Advanced YAML scraping

feederbox826 · October 24, 2025, 4:51am

tl;dr

use (and copy from) existing scrapers (as long as you respect the licence)
Contributing scrapers - Stash-Docs
for xpath, Xpath cheatsheet
LLMs prefer writing python, but it is much slower than .yml
disable javascript on sites

selectors and opengraph

Xpath cheatsheet is one of the best references for xpath.

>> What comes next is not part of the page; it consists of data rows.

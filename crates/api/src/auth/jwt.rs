//! JWT token generation and validation

use jsonwebtoken::{decode, encode, Algorithm, DecodingKey, EncodingKey, Header, Validation};
use serde::{Deserialize, Serialize};
use time::{Duration, OffsetDateTime};
use uuid::Uuid;

/// JWT claims for admin sessions
#[derive(Debug, Clone, Serialize, Deserialize)]
pub struct Claims {
    /// Subject (admin username)
    pub sub: String,
    /// Issued at
    pub iat: i64,
    /// Expiration
    pub exp: i64,
    /// JWT ID
    pub jti: String,
}

/// JWT manager for token operations
#[derive(Clone)]
pub struct JwtManager {
    encoding_key: EncodingKey,
    decoding_key: DecodingKey,
    expire_minutes: i64,
}

impl JwtManager {
    pub fn new(secret: &str, expire_minutes: i64) -> Self {
        Self {
            encoding_key: EncodingKey::from_secret(secret.as_bytes()),
            decoding_key: DecodingKey::from_secret(secret.as_bytes()),
            expire_minutes,
        }
    }

    /// Generate an access token for the given subject
    pub fn generate_token(&self, subject: &str) -> Result<String, JwtError> {
        let now = OffsetDateTime::now_utc();
        let exp = now + Duration::minutes(self.expire_minutes);

        let claims = Claims {
            sub: subject.to_string(),
            iat: now.unix_timestamp(),
            exp: exp.unix_timestamp(),
            jti: Uuid::new_v4().to_string(),
        };

        // Explicit algorithm prevents algorithm confusion attacks
        encode(&Header::new(Algorithm::HS256), &claims, &self.encoding_key)
            .map_err(|e| JwtError::Encoding(e.to_string()))
    }

    /// Validate and decode a token
    pub fn validate_token(&self, token: &str) -> Result<Claims, JwtError> {
        let mut validation = Validation::new(Algorithm::HS256);
        validation.leeway = 60; // 60 second clock skew tolerance

        decode::<Claims>(token, &self.decoding_key, &validation)
            .map(|data| data.claims)
            .map_err(|e| match e.kind() {
                jsonwebtoken::errors::ErrorKind::ExpiredSignature => JwtError::Expired,
                jsonwebtoken::errors::ErrorKind::InvalidToken => JwtError::Invalid,
                jsonwebtoken::errors::ErrorKind::InvalidAlgorithm => JwtError::Invalid,
                _ => JwtError::Validation(e.to_string()),
            })
    }

    /// Token lifetime in seconds, for login responses
    pub fn expiry_seconds(&self) -> i64 {
        self.expire_minutes * 60
    }
}

#[derive(Debug, thiserror::Error)]
pub enum JwtError {
    #[error("Token has expired")]
    Expired,
    #[error("Invalid token")]
    Invalid,
    #[error("Token encoding failed: {0}")]
    Encoding(String),
    #[error("Token validation failed: {0}")]
    Validation(String),
}

#[cfg(test)]
#[allow(clippy::unwrap_used)]
mod tests {
    use super::*;

    #[test]
    fn test_token_generation_and_validation() {
        let jwt = JwtManager::new("test-secret-key-at-least-32-chars!", 60);

        let token = jwt.generate_token("admin").unwrap();
        let claims = jwt.validate_token(&token).unwrap();

        assert_eq!(claims.sub, "admin");
        assert!(!claims.jti.is_empty());
        assert_eq!(claims.exp - claims.iat, 3600);
    }

    #[test]
    fn test_wrong_secret_rejected() {
        let jwt = JwtManager::new("test-secret-key-at-least-32-chars!", 60);
        let other = JwtManager::new("another-secret-key-for-validation", 60);

        let token = jwt.generate_token("admin").unwrap();
        assert!(other.validate_token(&token).is_err());
    }

    #[test]
    fn test_garbage_token_rejected() {
        let jwt = JwtManager::new("test-secret-key-at-least-32-chars!", 60);
        assert!(jwt.validate_token("not-a-token").is_err());
    }

    #[test]
    fn test_expiry_seconds() {
        let jwt = JwtManager::new("test-secret-key-at-least-32-chars!", 43200);
        assert_eq!(jwt.expiry_seconds(), 43200 * 60);
    }
}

xpath testing can be done locally in-browser, no extensions needed. Enter dev mode (F12) and in the Elements tab, hit Ctrl + F. A search box pops up which allows finding by selector, string or XPath. Plug your query in and it will validate it and show results

Selecting element in browser and copying the full xpath is not usually very helpful, fortunately you can use uBlock Origin and right click for “Block Element” and a pop-up will appear that lets you hover and select elements using a simplfied path you can later convert to xpath.
This can be done by removing the two preceding # from the selector, as that’s the syntax used by AdGuard (and uBO)

opengraph

Websites LOVE SEO and one of the ways is to support OpenGraph. Let’s exploit it.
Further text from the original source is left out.